What the exercise asks:
The full set of entries must be copied exactly.

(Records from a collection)
=== Begin Enclosure ===
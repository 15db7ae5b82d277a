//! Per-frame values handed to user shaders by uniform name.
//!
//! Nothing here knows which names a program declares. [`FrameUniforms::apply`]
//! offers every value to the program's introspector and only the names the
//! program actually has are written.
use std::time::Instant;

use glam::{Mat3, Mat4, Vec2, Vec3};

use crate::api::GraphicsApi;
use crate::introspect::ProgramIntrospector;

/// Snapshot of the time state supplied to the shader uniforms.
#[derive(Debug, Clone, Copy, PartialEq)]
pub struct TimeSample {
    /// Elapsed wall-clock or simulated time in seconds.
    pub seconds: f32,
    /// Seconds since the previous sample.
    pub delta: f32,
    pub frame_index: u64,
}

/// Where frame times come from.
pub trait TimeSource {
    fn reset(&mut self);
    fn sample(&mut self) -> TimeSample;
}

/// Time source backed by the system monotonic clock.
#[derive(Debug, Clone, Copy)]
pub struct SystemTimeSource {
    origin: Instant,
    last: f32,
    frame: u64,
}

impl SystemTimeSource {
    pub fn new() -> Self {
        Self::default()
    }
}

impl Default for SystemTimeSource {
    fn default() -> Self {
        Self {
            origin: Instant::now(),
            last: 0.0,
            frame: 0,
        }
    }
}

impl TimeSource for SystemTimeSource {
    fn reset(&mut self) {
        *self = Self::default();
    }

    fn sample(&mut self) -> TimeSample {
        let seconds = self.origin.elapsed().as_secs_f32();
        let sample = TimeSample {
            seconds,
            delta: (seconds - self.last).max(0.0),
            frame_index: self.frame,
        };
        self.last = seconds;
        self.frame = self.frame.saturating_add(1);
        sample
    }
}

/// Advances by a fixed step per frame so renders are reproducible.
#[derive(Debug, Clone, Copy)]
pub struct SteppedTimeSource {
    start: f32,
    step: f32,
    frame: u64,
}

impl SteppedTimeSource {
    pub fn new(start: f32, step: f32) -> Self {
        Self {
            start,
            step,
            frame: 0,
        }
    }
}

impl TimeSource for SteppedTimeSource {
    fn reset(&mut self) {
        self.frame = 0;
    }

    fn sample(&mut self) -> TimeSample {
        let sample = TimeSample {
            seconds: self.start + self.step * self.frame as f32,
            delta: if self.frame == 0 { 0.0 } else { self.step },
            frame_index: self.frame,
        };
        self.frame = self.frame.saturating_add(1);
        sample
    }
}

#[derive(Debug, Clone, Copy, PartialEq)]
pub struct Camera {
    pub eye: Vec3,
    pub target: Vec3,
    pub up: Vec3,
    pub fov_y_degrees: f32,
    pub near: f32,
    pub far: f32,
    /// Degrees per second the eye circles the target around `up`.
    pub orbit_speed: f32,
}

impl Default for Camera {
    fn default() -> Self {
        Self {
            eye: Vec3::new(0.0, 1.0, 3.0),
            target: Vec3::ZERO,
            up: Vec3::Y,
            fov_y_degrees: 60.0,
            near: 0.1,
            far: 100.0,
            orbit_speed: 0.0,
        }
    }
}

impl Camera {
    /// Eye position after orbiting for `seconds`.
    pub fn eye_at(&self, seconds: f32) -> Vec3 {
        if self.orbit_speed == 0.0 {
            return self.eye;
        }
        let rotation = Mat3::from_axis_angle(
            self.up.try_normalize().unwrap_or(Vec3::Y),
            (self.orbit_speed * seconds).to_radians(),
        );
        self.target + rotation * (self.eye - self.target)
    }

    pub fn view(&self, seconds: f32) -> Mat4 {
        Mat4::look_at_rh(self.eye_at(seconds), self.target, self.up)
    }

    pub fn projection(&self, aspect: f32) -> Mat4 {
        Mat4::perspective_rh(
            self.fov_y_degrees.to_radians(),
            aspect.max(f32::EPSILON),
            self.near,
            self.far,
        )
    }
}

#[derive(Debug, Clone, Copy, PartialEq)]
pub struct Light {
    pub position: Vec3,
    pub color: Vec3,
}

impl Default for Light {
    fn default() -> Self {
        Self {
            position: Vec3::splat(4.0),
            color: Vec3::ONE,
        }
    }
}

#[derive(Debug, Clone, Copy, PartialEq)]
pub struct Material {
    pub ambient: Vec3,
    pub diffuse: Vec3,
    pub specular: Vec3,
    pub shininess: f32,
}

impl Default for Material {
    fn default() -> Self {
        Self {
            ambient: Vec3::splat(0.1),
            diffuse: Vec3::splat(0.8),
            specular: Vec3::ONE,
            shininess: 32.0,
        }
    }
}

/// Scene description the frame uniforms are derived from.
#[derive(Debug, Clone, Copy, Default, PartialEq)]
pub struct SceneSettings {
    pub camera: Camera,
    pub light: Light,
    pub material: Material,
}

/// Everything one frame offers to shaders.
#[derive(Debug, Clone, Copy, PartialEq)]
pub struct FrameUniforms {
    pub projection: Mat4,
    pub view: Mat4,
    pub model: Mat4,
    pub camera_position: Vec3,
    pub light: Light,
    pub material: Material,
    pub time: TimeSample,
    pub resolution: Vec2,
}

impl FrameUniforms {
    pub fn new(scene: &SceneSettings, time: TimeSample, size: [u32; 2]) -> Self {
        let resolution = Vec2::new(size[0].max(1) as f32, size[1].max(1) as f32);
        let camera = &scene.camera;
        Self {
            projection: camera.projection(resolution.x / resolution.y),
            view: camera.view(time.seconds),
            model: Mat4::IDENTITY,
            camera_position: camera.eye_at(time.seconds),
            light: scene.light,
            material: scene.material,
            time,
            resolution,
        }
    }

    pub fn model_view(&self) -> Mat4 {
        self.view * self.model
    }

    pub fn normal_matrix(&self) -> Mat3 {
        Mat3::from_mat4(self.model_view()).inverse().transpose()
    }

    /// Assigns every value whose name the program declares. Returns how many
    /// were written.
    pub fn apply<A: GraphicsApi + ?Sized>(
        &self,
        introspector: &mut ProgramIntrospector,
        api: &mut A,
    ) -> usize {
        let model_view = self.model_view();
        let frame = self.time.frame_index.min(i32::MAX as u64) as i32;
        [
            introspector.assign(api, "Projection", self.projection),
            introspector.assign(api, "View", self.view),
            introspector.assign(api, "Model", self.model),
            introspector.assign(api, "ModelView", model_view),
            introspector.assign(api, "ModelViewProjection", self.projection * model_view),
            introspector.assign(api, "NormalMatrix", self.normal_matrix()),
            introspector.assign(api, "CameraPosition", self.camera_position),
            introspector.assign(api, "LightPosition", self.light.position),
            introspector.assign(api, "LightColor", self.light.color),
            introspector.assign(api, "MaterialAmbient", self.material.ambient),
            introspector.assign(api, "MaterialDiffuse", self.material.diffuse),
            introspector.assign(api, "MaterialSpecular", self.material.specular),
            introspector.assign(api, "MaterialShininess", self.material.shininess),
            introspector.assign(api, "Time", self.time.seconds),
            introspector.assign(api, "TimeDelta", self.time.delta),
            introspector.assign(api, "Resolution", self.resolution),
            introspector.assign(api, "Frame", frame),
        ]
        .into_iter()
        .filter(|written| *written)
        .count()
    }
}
=== End Enclosure ===
Task response:
repository 15db7ae5b82d277a
//! Per-frame values handed to user shaders by uniform name.
//!
//! Nothing here knows which names a program declares. [`FrameUniforms::apply`]
//! offers every value to the program's introspector and only the names the
//! program actually has are written.
use std::time::Instant;

use glam::{Mat3, Mat4, Vec2, Vec3};

use crate::api::GraphicsApi;
use crate::introspect::ProgramIntrospector;

/// Snapshot of the time state supplied to the shader uniforms.
#[derive(Debug, Clone, Copy, PartialEq)]
pub struct TimeSample {
    /// Elapsed wall-clock or simulated time in seconds.
    pub seconds: f32,
    /// Seconds since the previous sample.
    pub delta: f32,
    pub frame_index: u64,
}

/// Where frame times come from.
pub trait TimeSource {
    fn reset(&mut self);
    fn sample(&mut self) -> TimeSample;
}

/// Time source backed by the system monotonic clock.
#[derive(Debug, Clone, Copy)]
pub struct SystemTimeSource {
    origin: Instant,
    last: f32,
    frame: u64,
}

impl SystemTimeSource {
    pub fn new() -> Self {
        Self::default()
    }
}

impl Default for SystemTimeSource {
    fn default() -> Self {
        Self {
            origin: Instant::now(),
            last: 0.0,
            frame: 0,
        }
    }
}

impl TimeSource for SystemTimeSource {
    fn reset(&mut self) {
        *self = Self::default();
    }

    fn sample(&mut self) -> TimeSample {
        let seconds = self.origin.elapsed().as_secs_f32();
        let sample = TimeSample {
            seconds,
            delta: (seconds - self.last).max(0.0),
            frame_index: self.frame,
        };
        self.last = seconds;
        self.frame = self.frame.saturating_add(1);
        sample
    }
}

/// Advances by a fixed step per frame so renders are reproducible.
#[derive(Debug, Clone, Copy)]
pub struct SteppedTimeSource {
    start: f32,
    step: f32,
    frame: u64,
}

impl SteppedTimeSource {
    pub fn new(start: f32, step: f32) -> Self {
        Self {
            start,
            step,
            frame: 0,
        }
    }
}

impl TimeSource for SteppedTimeSource {
    fn reset(&mut self) {
        self.frame = 0;
    }

    fn sample(&mut self) -> TimeSample {
        let sample = TimeSample {
            seconds: self.start + self.step * self.frame as f32,
            delta: if self.frame == 0 { 0.0 } else { self.step },
            frame_index: self.frame,
        };
        self.frame = self.frame.saturating_add(1);
        sample
    }
}

#[derive(Debug, Clone, Copy, PartialEq)]
pub struct Camera {
    pub eye: Vec3,
    pub target: Vec3,
    pub up: Vec3,
    pub fov_y_degrees: f32,
    pub near: f32,
    pub far: f32,
    /// Degrees per second the eye circles the target around `up`.
    pub orbit_speed: f32,
}

impl Default for Camera {
    fn default() -> Self {
        Self {
            eye: Vec3::new(0.0, 1.0, 3.0),
            target: Vec3::ZERO,
            up: Vec3::Y,
            fov_y_degrees: 60.0,
            near: 0.1,
            far: 100.0,
            orbit_speed: 0.0,
        }
    }
}

impl Camera {
    /// Eye position after orbiting for `seconds`.
    pub fn eye_at(&self, seconds: f32) -> Vec3 {
        if self.orbit_speed == 0.0 {
            return self.eye;
        }
        let rotation = Mat3::from_axis_angle(
            self.up.try_normalize().unwrap_or(Vec3::Y),
            (self.orbit_speed * seconds).to_radians(),
        );
        self.target + rotation * (self.eye - self.target)
    }

    pub fn view(&self, seconds: f32) -> Mat4 {
        Mat4::look_at_rh(self.eye_at(seconds), self.target, self.up)
    }

    pub fn projection(&self, aspect: f32) -> Mat4 {
        Mat4::perspective_rh(
            self.fov_y_degrees.to_radians(),
            aspect.max(f32::EPSILON),
            self.near,
            self.far,
        )
    }
}

#[derive(Debug, Clone, Copy, PartialEq)]
pub struct Light {
    pub position: Vec3,
    pub color: Vec3,
}

impl Default for Light {
    fn default() -> Self {
        Self {
            position: Vec3::splat(4.0),
            color: Vec3::ONE,
        }
    }
}

#[derive(Debug, Clone, Copy, PartialEq)]
pub struct Material {
    pub ambient: Vec3,
    pub diffuse: Vec3,
    pub specular: Vec3,
    pub shininess: f32,
}

impl Default for Material {
    fn default() -> Self {
        Self {
            ambient: Vec3::splat(0.1),
            diffuse: Vec3::splat(0.8),
            specular: Vec3::ONE,
            shininess: 32.0,
        }
    }
}

/// Scene description the frame uniforms are derived from.
#[derive(Debug, Clone, Copy, Default, PartialEq)]
pub struct SceneSettings {
    pub camera: Camera,
    pub light: Light,
    pub material: Material,
}

/// Everything one frame offers to shaders.
#[derive(Debug, Clone, Copy, PartialEq)]
pub struct FrameUniforms {
    pub projection: Mat4,
    pub view: Mat4,
    pub model: Mat4,
    pub camera_position: Vec3,
    pub light: Light,
    pub material: Material,
    pub time: TimeSample,
    pub resolution: Vec2,
}

impl FrameUniforms {
    pub fn new(scene: &SceneSettings, time: TimeSample, size: [u32; 2]) -> Self {
        let resolution = Vec2::new(size[0].max(1) as f32, size[1].max(1) as f32);
        let camera = &scene.camera;
        Self {
            projection: camera.projection(resolution.x / resolution.y),
            view: camera.view(time.seconds),
            model: Mat4::IDENTITY,
            camera_position: camera.eye_at(time.seconds),
            light: scene.light,
            material: scene.material,
            time,
            resolution,
        }
    }

    pub fn model_view(&self) -> Mat4 {
        self.view * self.model
    }

    pub fn normal_matrix(&self) -> Mat3 {
        Mat3::from_mat4(self.model_view()).inverse().transpose()
    }

    /// Assigns every value whose name the program declares. Returns how many
    /// were written.
    pub fn apply<A: GraphicsApi + ?Sized>(
        &self,
        introspector: &mut ProgramIntrospector,
        api: &mut A,
    ) -> usize {
        let model_view = self.model_view();
        let frame = self.time.frame_index.min(i32::MAX as u64) as i32;
        [
            introspector.assign(api, "Projection", self.projection),
            introspector.assign(api, "View", self.view),
            introspector.assign(api, "Model", self.model),
            introspector.assign(api, "ModelView", model_view),
            introspector.assign(api, "ModelViewProjection", self.projection * model_view),
            introspector.assign(api, "NormalMatrix", self.normal_matrix()),
            introspector.assign(api, "CameraPosition", self.camera_position),
            introspector.assign(api, "LightPosition", self.light.position),
            introspector.assign(api, "LightColor", self.light.color),
            introspector.assign(api, "MaterialAmbient", self.material.ambient),
            introspector.assign(api, "MaterialDiffuse", self.material.diffuse),
            introspector.assign(api, "MaterialSpecular", self.material.specular),
            introspector.assign(api, "MaterialShininess", self.material.shininess),
            introspector.assign(api, "Time", self.time.seconds),
            introspector.assign(api, "TimeDelta", self.time.delta),
            introspector.assign(api, "Resolution", self.resolution),
            introspector.assign(api, "Frame", frame),
        ]
        .into_iter()
        .filter(|written| *written)
        .count()
    }
}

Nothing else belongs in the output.